Work to complete
Go over the entries below line by line, copying each one that contains the word "models".

Supplied data
//! Wardrobe item record.

use serde::{Deserialize, Serialize};

/// Garment category.
///
/// The closed set the engine reasons about; anything the surrounding app
/// cannot classify arrives as [`Category::Accessory`]-adjacent free text in
/// `subcategory` instead of widening this enum.
#[derive(Debug, Clone, Copy, PartialEq, Eq, Hash, PartialOrd, Ord, Serialize, Deserialize)]
#[serde(rename_all = "lowercase")]
pub enum Category {
    Top,
    Bottom,
    Shoes,
    Dress,
    Outerwear,
    Accessory,
}

impl Category {
    /// All categories, used to normalize entropy over the category space.
    pub const ALL: [Category; 6] = [
        Category::Top,
        Category::Bottom,
        Category::Shoes,
        Category::Dress,
        Category::Outerwear,
        Category::Accessory,
    ];
}

/// Price tier of an item, when the commerce layer knows it.
#[derive(Debug, Clone, Copy, PartialEq, Eq, Serialize, Deserialize)]
#[serde(rename_all = "lowercase")]
pub enum PriceTier {
    Budget,
    Mid,
    Premium,
    Luxury,
}

impl PriceTier {
    /// Tier as a 0..=1 level, used for investment-slider alignment.
    pub(crate) fn level(self) -> f64 {
        match self {
            PriceTier::Budget => 0.0,
            PriceTier::Mid => 1.0 / 3.0,
            PriceTier::Premium => 2.0 / 3.0,
            PriceTier::Luxury => 1.0,
        }
    }
}

/// A single wardrobe item as supplied by the item-management collaborator.
///
/// `colors` is the ordered hex color list extracted elsewhere (image
/// analysis is out of scope here); it may be empty, which means
/// "insufficient data", never an error.
#[derive(Debug, Clone, PartialEq, Serialize, Deserialize)]
#[serde(rename_all = "camelCase")]
pub struct WardrobeItem {
    /// Caller-assigned identifier, opaque to the engine.
    pub id: String,

    /// Display name.
    #[serde(default)]
    pub name: String,

    /// Garment category.
    pub category: Category,

    /// Free-form refinement of the category ("t-shirt", "chelsea boot").
    #[serde(default, skip_serializing_if = "Option::is_none")]
    pub subcategory: Option<String>,

    /// Hex colors (`#RRGGBB`), possibly empty.
    #[serde(default)]
    pub colors: Vec<String>,

    /// Brand name, when known.
    #[serde(default, skip_serializing_if = "Option::is_none")]
    pub brand: Option<String>,

    /// Price tier, when the commerce layer knows it.
    #[serde(default, skip_serializing_if = "Option::is_none")]
    pub price_tier: Option<PriceTier>,
}

impl WardrobeItem {
    /// True if the item carries at least one color.
    #[inline]
    pub fn has_color_data(&self) -> bool {
        !self.colors.is_empty()
    }
}
#[cfg(test)]
mod tests {
    use super::*;
    use crate::models::{PriceTier, StyleSliders};

    fn item(id: &str, category: Category, colors: &[&str]) -> WardrobeItem {
        WardrobeItem {
            id: id.to_string(),
            name: String::new(),
            category,
            subcategory: None,
            colors: colors.iter().map(|s| s.to_string()).collect(),
            brand: None,
            price_tier: None,
        }
    }

    fn catalog() -> PaletteCatalog {
        PaletteCatalog::standard()
    }

    #[test]
    fn test_empty_collection_short_circuits() {
        let catalog = catalog();
        let calc = MetricsCalculator::new(&catalog);
        let metrics = calc.calculate(&[], Some(SeasonalPalette::DarkAutumn), None);
        assert_eq!(metrics, DimensionalMetrics::EMPTY);
    }

    #[test]
    fn test_metrics_within_bounds() {
        let catalog = catalog();
        let calc = MetricsCalculator::new(&catalog);
        let items = vec![
            item("a", Category::Top, &["#8B4513", "#654321"]),
            item("b", Category::Bottom, &["#000000"]),
            item("c", Category::Shoes, &["#8B4513"]),
            item("d", Category::Dress, &[]),
        ];
        let profile = StyleProfile::default();
        let metrics = calc.calculate(&items, Some(SeasonalPalette::DarkAutumn), Some(&profile));
        for dimension in crate::models::Dimension::ORDER {
            let value = metrics.get(dimension);
            assert!(
                (0.0..=1.0).contains(&value),
                "{dimension:?} out of bounds: {value}"
            );
        }
    }

    #[test]
    fn test_variety_rises_with_category_spread() {
        let uniform = vec![
            item("a", Category::Top, &["#000000"]),
            item("b", Category::Top, &["#000000"]),
            item("c", Category::Top, &["#000000"]),
            item("d", Category::Top, &["#000000"]),
        ];
        let spread = vec![
            item("a", Category::Top, &["#000000"]),
            item("b", Category::Bottom, &["#FFFFFF"]),
            item("c", Category::Shoes, &["#8B4513"]),
            item("d", Category::Dress, &["#191970"]),
        ];
        assert!(
            variety(&spread) > variety(&uniform),
            "{} vs {}",
            variety(&spread),
            variety(&uniform)
        );
    }

    #[test]
    fn test_variety_damped_for_tiny_collections() {
        let one = vec![item("a", Category::Top, &["#FF0000"])];
        assert!(
            variety(&one) < 0.2,
            "single-item wardrobe should read low: {}",
            variety(&one)
        );
    }

    #[test]
    fn test_seasonal_uses_detected_palette() {
        let catalog = catalog();
        let calc = MetricsCalculator::new(&catalog);
        // Both colors are Dark Autumn primaries.
        let items = vec![
            item("a", Category::Top, &["#8B4513"]),
            item("b", Category::Bottom, &["#654321"]),
        ];
        let metrics = calc.calculate(&items, Some(SeasonalPalette::DarkAutumn), None);
        assert_eq!(metrics.seasonal_compatibility, 1.0);
    }

    #[test]
    fn test_seasonal_default_without_detected_palette() {
        let catalog = catalog();
        let calc = MetricsCalculator::new(&catalog);
        let items = vec![item("a", Category::Top, &["#8B4513"])];
        let metrics = calc.calculate(&items, None, None);
        assert_eq!(metrics.seasonal_compatibility, SEASONAL_UNANALYZED);
    }

    #[test]
    fn test_seasonal_default_when_no_item_has_colors() {
        let catalog = catalog();
        let calc = MetricsCalculator::new(&catalog);
        let items = vec![item("a", Category::Top, &[])];
        let metrics = calc.calculate(&items, Some(SeasonalPalette::CoolWinter), None);
        assert_eq!(metrics.seasonal_compatibility, SEASONAL_UNANALYZED);
    }

    #[test]
    fn test_archetype_zero_without_profile() {
        let items = vec![item("a", Category::Top, &["#000000"])];
        assert_eq!(archetype_alignment(&items, None), 0.0);
    }

    #[test]
    fn test_archetype_brand_affinity() {
        let mut loved = item("a", Category::Top, &["#000000"]);
        loved.brand = Some("Acne".to_string());
        let mut other = item("b", Category::Bottom, &["#000000"]);
        other.brand = Some("Unknown".to_string());

        let matching_profile = StyleProfile {
            favorite_brands: vec!["acne".to_string()],
            ..Default::default()
        };
        let unmatched_profile = StyleProfile {
            favorite_brands: vec!["Margiela".to_string()],
            ..Default::default()
        };

        let items = vec![loved, other];
        let with_match = archetype_alignment(&items, Some(&matching_profile));
        let without_match = archetype_alignment(&items, Some(&unmatched_profile));
        assert!(
            with_match > without_match,
            "{with_match} vs {without_match}"
        );
    }

    #[test]
    fn test_archetype_formality_signal() {
        // All-formal collection against a fully formal slider.
        let items = vec![
            item("a", Category::Dress, &[]),
            item("b", Category::Outerwear, &[]),
        ];
        let formal = StyleProfile {
            sliders: StyleSliders {
                formality: 100,
                colorfulness: 0,
                investment: 50,
            },
            ..Default::default()
        };
        let casual = StyleProfile {
            sliders: StyleSliders {
                formality: 0,
                colorfulness: 0,
                investment: 50,
            },
            ..Default::default()
        };
        assert!(
            archetype_alignment(&items, Some(&formal))
                > archetype_alignment(&items, Some(&casual))
        );
    }

    #[test]
    fn test_archetype_investment_needs_price_data() {
        // Without any price tiers the investment signal is skipped, so
        // changing the slider alone must not move the score.
        let items = vec![item("a", Category::Top, &[])];
        let low = StyleProfile {
            sliders: StyleSliders {
                formality: 50,
                colorfulness: 50,
                investment: 0,
            },
            ..Default::default()
        };
        let high = StyleProfile {
            sliders: StyleSliders {
                formality: 50,
                colorfulness: 50,
                investment: 100,
            },
            ..Default::default()
        };
        assert_eq!(
            archetype_alignment(&items, Some(&low)),
            archetype_alignment(&items, Some(&high))
        );

        let mut priced = item("b", Category::Top, &[]);
        priced.price_tier = Some(PriceTier::Luxury);
        let items = vec![priced];
        assert!(
            archetype_alignment(&items, Some(&high)) > archetype_alignment(&items, Some(&low))
        );
    }

    #[test]
    fn test_harmony_zero_without_color_data() {
        let items = vec![item("a", Category::Top, &[]), item("b", Category::Top, &[])];
        assert_eq!(color_harmony(&items), 0.0);
    }

    #[test]
    fn test_harmony_single_color_is_perfect() {
        let items = vec![
            item("a", Category::Top, &["#8B4513"]),
            item("b", Category::Bottom, &["#8b4513"]),
        ];
        assert_eq!(color_harmony(&items), 1.0);
    }

    #[test]
    fn test_harmony_coherent_beats_scatter() {
        // Near-identical browns vs. maximally scattered hues.
        let coherent = vec![
            item("a", Category::Top, &["#8B4513", "#8E4815"]),
            item("b", Category::Bottom, &["#654321", "#6A4826"]),
        ];
        let scattered = vec![
            item("a", Category::Top, &["#FF0000", "#00FF00"]),
            item("b", Category::Bottom, &["#0000FF", "#FFFF00"]),
        ];
        assert!(
            color_harmony(&coherent) > color_harmony(&scattered),
            "{} vs {}",
            color_harmony(&coherent),
            color_harmony(&scattered)
        );
    }

    #[test]
    fn test_harmony_skips_malformed_colors() {
        let items = vec![item("a", Category::Top, &["#8B4513", "not-a-color"])];
        // Malformed entry is ignored, leaving one distinct color.
        assert_eq!(color_harmony(&items), 1.0);
    }
}
#[async_trait]
impl Tool for CallServiceTool {
    fn name(&self) -> &str {
        "call_service"
    }

    fn description(&self) -> &str {
        "Call a service on the smart-home controller. Use this to control devices, trigger \
         automations, etc. Examples: turn on lights, run scripts, enable/disable automations."
    }

    fn parameters(&self) -> Value {
        serde_json::json!({
            "type": "object",
            "properties": {
                "domain": {"type": "string", "description": "Service domain (e.g., 'light', 'automation', 'switch', 'script')."},
                "service": {"type": "string", "description": "Service name (e.g., 'turn_on', 'turn_off', 'toggle', 'trigger')."},
                "entity_id": {"type": "string", "description": "Target entity ID (e.g., 'light.bedroom')."},
                "service_data": {"type": "object", "description": "Additional service data (e.g., {'brightness': 255} for lights)."},
            },
            "required": ["domain", "service"],
        })
    }

    async fn execute(&self, arguments: Value) -> Result<String, String> {
        let domain = arguments.get("domain").and_then(Value::as_str).unwrap_or("");
        let service = arguments.get("service").and_then(Value::as_str).unwrap_or("");
        let entity_id = arguments.get("entity_id").and_then(Value::as_str);
        let service_data = arguments.get("service_data");

        if domain.is_empty() || service.is_empty() {
            return Ok("Error: domain and service are required.".to_string());
        }

        let target = entity_id.map(|id| serde_json::json!({"entity_id": id}));

        let result = self
            .api
            .call_service(domain, service, service_data, target.as_ref())
            .await
            .map_err(|e| e.to_string())?;

        if result.is_empty() {
            Ok(format!("Service {domain}.{service} called successfully."))
        } else {
            let states: Vec<String> = result.iter().map(|s| format!("{}: {}", s.entity_id, s.state)).collect();
            Ok(format!("Service {domain}.{service} called successfully. Affected entities:\n{}", states.join("\n")))
        }
    }
}

pub struct GetAutomationsTool {
    api: Arc<ControllerApiClient>,
}

impl GetAutomationsTool {
    pub fn new(api: Arc<ControllerApiClient>) -> Self {
        Self { api }
    }
}

#[async_trait]
impl Tool for GetAutomationsTool {
    fn name(&self) -> &str {
        "get_automations"
    }

    fn description(&self) -> &str {
        "List all automations with their current state (on/off) and last triggered time. Use \
         this to see what automations exist and their status."
    }

    fn parameters(&self) -> Value {
        serde_json::json!({
            "type": "object",
            "properties": {"search": {"type": "string", "description": "Search term to filter automation names or IDs."}},
            "required": [],
        })
    }

    async fn execute(&self, arguments: Value) -> Result<String, String> {
        let search = arguments.get("search").and_then(Value::as_str).unwrap_or("").to_lowercase();

        let states = self.api.get_states().await.map_err(|e| e.to_string())?;
        let mut automations: Vec<_> = states.into_iter().filter(|s| s.entity_id.starts_with("automation.")).collect();
        if !search.is_empty() {
            automations.retain(|a| a.entity_id.to_lowercase().contains(&search) || a.friendly_name().to_lowercase().contains(&search));
        }

        if automations.is_empty() {
            return Ok("No automations found matching the criteria.".to_string());
        }

        let mut results = Vec::new();
        for auto in &automations {
            let last_triggered = auto.attributes.get("last_triggered").and_then(Value::as_str).unwrap_or("Never");
            let status = if auto.state == "on" { "ON" } else { "OFF" };
            results.push(format!("- [{status}] {} ({})", auto.friendly_name(), auto.entity_id));
            results.push(format!("    Last triggered: {last_triggered}"));
        }

        Ok(format!("Found {} automations:\n{}", automations.len(), results.join("\n")))
    }
}

pub struct GetErrorLogTool {
    api: Arc<ControllerApiClient>,
}

impl GetErrorLogTool {
    pub fn new(api: Arc<ControllerApiClient>) -> Self {
        Self { api }
    }
}

#[async_trait]
impl Tool for GetErrorLogTool {
    fn name(&self) -> &str {
        "get_error_log"
    }

    fn description(&self) -> &str {
        "Get the controller's error log. Shows recent errors and warnings. Use this to \
         diagnose issues and troubleshoot problems."
    }

    fn parameters(&self) -> Value {
        serde_json::json!({
            "type": "object",
            "properties": {"lines": {"type": "integer", "description": "Number of lines to return (default 50, max 200)."}},
            "required": [],
        })
    }

    async fn execute(&self, arguments: Value) -> Result<String, String> {
        let lines = arguments.get("lines").and_then(Value::as_u64).unwrap_or(50).min(200) as usize;

        let log = self.api.get_error_log().await.map_err(|e| e.to_string())?;
        let trimmed = log.trim();
        let mut log_lines: Vec<&str> = trimmed.split('\n').collect();
        if log_lines.len() > lines {
            log_lines = log_lines.split_off(log_lines.len() - lines);
        }

        if log_lines.is_empty() || (log_lines.len() == 1 && log_lines[0].is_empty()) {
            return Ok("No errors in log.".to_string());
        }

        Ok(format!("Error log (last {} lines):\n{}", log_lines.len(), log_lines.join("\n")))
    }
}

Output for this exercise
    use crate::models::{PriceTier, StyleSliders};
        for dimension in crate::models::Dimension::ORDER {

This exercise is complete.